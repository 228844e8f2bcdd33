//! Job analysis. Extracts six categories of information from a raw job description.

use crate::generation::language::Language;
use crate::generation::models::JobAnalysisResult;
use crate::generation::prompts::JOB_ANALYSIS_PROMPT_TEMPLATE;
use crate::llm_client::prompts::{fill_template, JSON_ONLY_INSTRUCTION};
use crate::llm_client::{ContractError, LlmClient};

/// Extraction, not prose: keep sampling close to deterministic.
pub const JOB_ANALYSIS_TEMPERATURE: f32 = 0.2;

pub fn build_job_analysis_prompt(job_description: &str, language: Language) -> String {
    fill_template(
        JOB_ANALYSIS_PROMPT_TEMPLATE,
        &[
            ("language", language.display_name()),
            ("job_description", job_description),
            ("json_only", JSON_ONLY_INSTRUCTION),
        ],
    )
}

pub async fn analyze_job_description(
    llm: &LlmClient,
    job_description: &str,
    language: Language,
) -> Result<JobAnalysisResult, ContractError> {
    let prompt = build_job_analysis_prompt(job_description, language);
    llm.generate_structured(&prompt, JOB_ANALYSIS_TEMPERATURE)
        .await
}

════════

*WHAT YOU SHOULD DO*
Look above for the line with "language: Language) ->"; retype exactly that line, every line after it up to the line with "-> Result<JobAnalysisResult, ContractError>", and that line too, nothing else.

*WRITTEN RESPONSE*
pub fn build_job_analysis_prompt(job_description: &str, language: Language) -> String {
    fill_template(
        JOB_ANALYSIS_PROMPT_TEMPLATE,
        &[
            ("language", language.display_name()),
            ("job_description", job_description),
            ("json_only", JSON_ONLY_INSTRUCTION),
        ],
    )
}

pub async fn analyze_job_description(
    llm: &LlmClient,
    job_description: &str,
    language: Language,
) -> Result<JobAnalysisResult, ContractError> {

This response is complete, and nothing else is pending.